* _Record excerpts_:
//! Pipeline steps.
//!
//! `EffectStep` is the atom of an ability. The same type is used for costs
//! and effects; what differs is how the executor reacts to failure.
//!
//! ## Synchronous steps
//!
//! Most steps apply immediately and report success or a `StepError`:
//! - `DiscardSelf`, `RemoveFromGame`: move the source card
//! - `SpendEnergy`, `TakeDamage`, `RestoreStat`: touch player stats
//! - `StartAdHocCombat`: hand a combat request back to the caller
//!
//! ## Suspending steps
//!
//! - `ConfirmCost` / `ConfirmConsumeCost`: wait for the player's answer
//! - `DrawCards { animated: true }`: wait for the draw animation
//! - runs of `RestoreStat`: wait for one merged restore presentation

use rustc_hash::FxHashMap;
use serde::{Deserialize, Serialize};

use super::error::StepError;
use crate::combat::OpponentDescriptor;
use crate::host::StatKind;

/// A numeric step parameter.
///
/// Either a literal, or the name of an entry in the context's parameter map
/// (so one ability template can be reused with different magnitudes).
#[derive(Clone, Debug, PartialEq, Eq, Serialize, Deserialize)]
pub enum Amount {
    Fixed(i64),
    Param(String),
}

impl Amount {
    /// Named parameter amount.
    #[must_use]
    pub fn param(key: impl Into<String>) -> Self {
        Amount::Param(key.into())
    }

    /// Resolve against a parameter map. Negative results are rejected.
    pub fn resolve(&self, params: &FxHashMap<String, i64>) -> Result<i64, StepError> {
        let value = match self {
            Amount::Fixed(v) => *v,
            Amount::Param(key) => *params
                .get(key)
                .ok_or_else(|| StepError::MissingParam(key.clone()))?,
        };
        if value < 0 {
            return Err(StepError::InvalidAmount(value));
        }
        Ok(value)
    }
}

impl From<i64> for Amount {
    fn from(value: i64) -> Self {
        Amount::Fixed(value)
    }
}

/// One step of an ability pipeline.
#[derive(Clone, Debug, PartialEq, Serialize, Deserialize)]
pub enum EffectStep {
    /// Discard the source card from hand.
    DiscardSelf,

    /// Draw cards into hand, clamped to hand (and table) capacity.
    DrawCards {
        count: Amount,
        /// Suspend for a draw animation when an animator is available.
        #[serde(default)]
        animated: bool,
    },

    /// Spend energy; fails without spending if there isn't enough.
    SpendEnergy { amount: Amount },

    /// Raise a player stat. Consecutive restores are presented as one batch.
    RestoreStat { stat: StatKind, amount: Amount },

    /// Ask the player to confirm before continuing.
    ConfirmCost { message: String },

    /// Ask the player to confirm, then consume (discard) the source card.
    ConfirmConsumeCost {
        message: String,
        #[serde(default)]
        chips: Vec<String>,
    },

    /// Remove the source card from the game.
    RemoveFromGame,

    /// Damage the player.
    TakeDamage { amount: Amount },

    /// Ask the caller to start a combat against these opponents.
    StartAdHocCombat { opponents: Vec<OpponentDescriptor> },
}

impl EffectStep {
    /// Draw a fixed number of cards without animation.
    #[must_use]
    pub fn draw(count: i64) -> Self {
        EffectStep::DrawCards {
            count: Amount::Fixed(count),
            animated: false,
        }
    }

    /// Draw a fixed number of cards with a draw animation.
    #[must_use]
    pub fn draw_animated(count: i64) -> Self {
        EffectStep::DrawCards {
            count: Amount::Fixed(count),
            animated: true,
        }
    }

    #[must_use]
    pub fn spend_energy(amount: i64) -> Self {
        EffectStep::SpendEnergy {
            amount: Amount::Fixed(amount),
        }
    }

    #[must_use]
    pub fn restore(stat: StatKind, amount: i64) -> Self {
        EffectStep::RestoreStat {
            stat,
            amount: Amount::Fixed(amount),
        }
    }

    #[must_use]
    pub fn take_damage(amount: i64) -> Self {
        EffectStep::TakeDamage {
            amount: Amount::Fixed(amount),
        }
    }

    #[must_use]
    pub fn confirm(message: impl Into<String>) -> Self {
        EffectStep::ConfirmCost {
            message: message.into(),
        }
    }

    #[must_use]
    pub fn confirm_consume<S: Into<String>>(
        message: impl Into<String>,
        chips: impl IntoIterator<Item = S>,
    ) -> Self {
        EffectStep::ConfirmConsumeCost {
            message: message.into(),
            chips: chips.into_iter().map(Into::into).collect(),
        }
    }

    #[must_use]
    pub fn start_combat(opponents: impl IntoIterator<Item = OpponentDescriptor>) -> Self {
        EffectStep::StartAdHocCombat {
            opponents: opponents.into_iter().collect(),
        }
    }

    /// Confirmation costs never auto-continue when a prompt exists.
    #[must_use]
    pub fn is_confirmation(&self) -> bool {
        matches!(
            self,
            EffectStep::ConfirmCost { .. } | EffectStep::ConfirmConsumeCost { .. }
        )
    }

    #[must_use]
    pub fn is_restore(&self) -> bool {
        matches!(self, EffectStep::RestoreStat { .. })
    }

    #[must_use]
    pub fn is_animated_draw(&self) -> bool {
        matches!(self, EffectStep::DrawCards { animated: true, .. })
    }

    /// Short name for logs.
    #[must_use]
    pub fn name(&self) -> &'static str {
        match self {
            EffectStep::DiscardSelf => "discard_self",
            EffectStep::DrawCards { .. } => "draw_cards",
            EffectStep::SpendEnergy { .. } => "spend_energy",
            EffectStep::RestoreStat { .. } => "restore_stat",
            EffectStep::ConfirmCost { .. } => "confirm",
            EffectStep::ConfirmConsumeCost { .. } => "confirm_consume",
            EffectStep::RemoveFromGame => "remove_from_game",
            EffectStep::TakeDamage { .. } => "take_damage",
            EffectStep::StartAdHocCombat { .. } => "start_combat",
        }
    }
}

#[cfg(test)]
mod tests {
    use super::*;

    #[test]
    fn test_amount_fixed_and_param() {
        let mut params = FxHashMap::default();
        params.insert("heal".to_string(), 4);

        assert_eq!(Amount::Fixed(2).resolve(&params), Ok(2));
        assert_eq!(Amount::param("heal").resolve(&params), Ok(4));
        assert_eq!(
            Amount::param("missing").resolve(&params),
            Err(StepError::MissingParam("missing".to_string()))
        );
    }

    #[test]
    fn test_amount_rejects_negative() {
        let params = FxHashMap::default();
        assert_eq!(Amount::Fixed(-1).resolve(&params), Err(StepError::InvalidAmount(-1)));
        assert_eq!(Amount::from(0).resolve(&params), Ok(0));
    }

    #[test]
    fn test_step_classification() {
        assert!(EffectStep::confirm("ok?").is_confirmation());
        assert!(EffectStep::confirm_consume("eat?", ["+1"]).is_confirmation());
        assert!(!EffectStep::DiscardSelf.is_confirmation());

        assert!(EffectStep::restore(StatKind::Health, 1).is_restore());
        assert!(EffectStep::draw_animated(1).is_animated_draw());
        assert!(!EffectStep::draw(1).is_animated_draw());
    }

    #[test]
    fn test_confirm_consume_chips() {
        match EffectStep::confirm_consume("Eat?", ["+2 Hunger", "+1 Health"]) {
            EffectStep::ConfirmConsumeCost { message, chips } => {
                assert_eq!(message, "Eat?");
                assert_eq!(chips, vec!["+2 Hunger".to_string(), "+1 Health".to_string()]);
            }
            other => panic!("Expected ConfirmConsumeCost, got {:?}", other),
        }
    }

    #[test]
    fn test_step_serialization() {
        let step = EffectStep::DrawCards {
            count: Amount::param("n"),
            animated: true,
        };
        let json = serde_json::to_string(&step).unwrap();
        let deserialized: EffectStep = serde_json::from_str(&json).unwrap();
        assert_eq!(step, deserialized);
    }
}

* _Work request_: One stretch of the lines above is wanted, from the line that contains "a draw animation." through the line that contains "pub fn spend_energy(amount: i64)". Output it exactly.

* _Your solution_:
    /// Draw a fixed number of cards with a draw animation.
    #[must_use]
    pub fn draw_animated(count: i64) -> Self {
        EffectStep::DrawCards {
            count: Amount::Fixed(count),
            animated: true,
        }
    }

    #[must_use]
    pub fn spend_energy(amount: i64) -> Self {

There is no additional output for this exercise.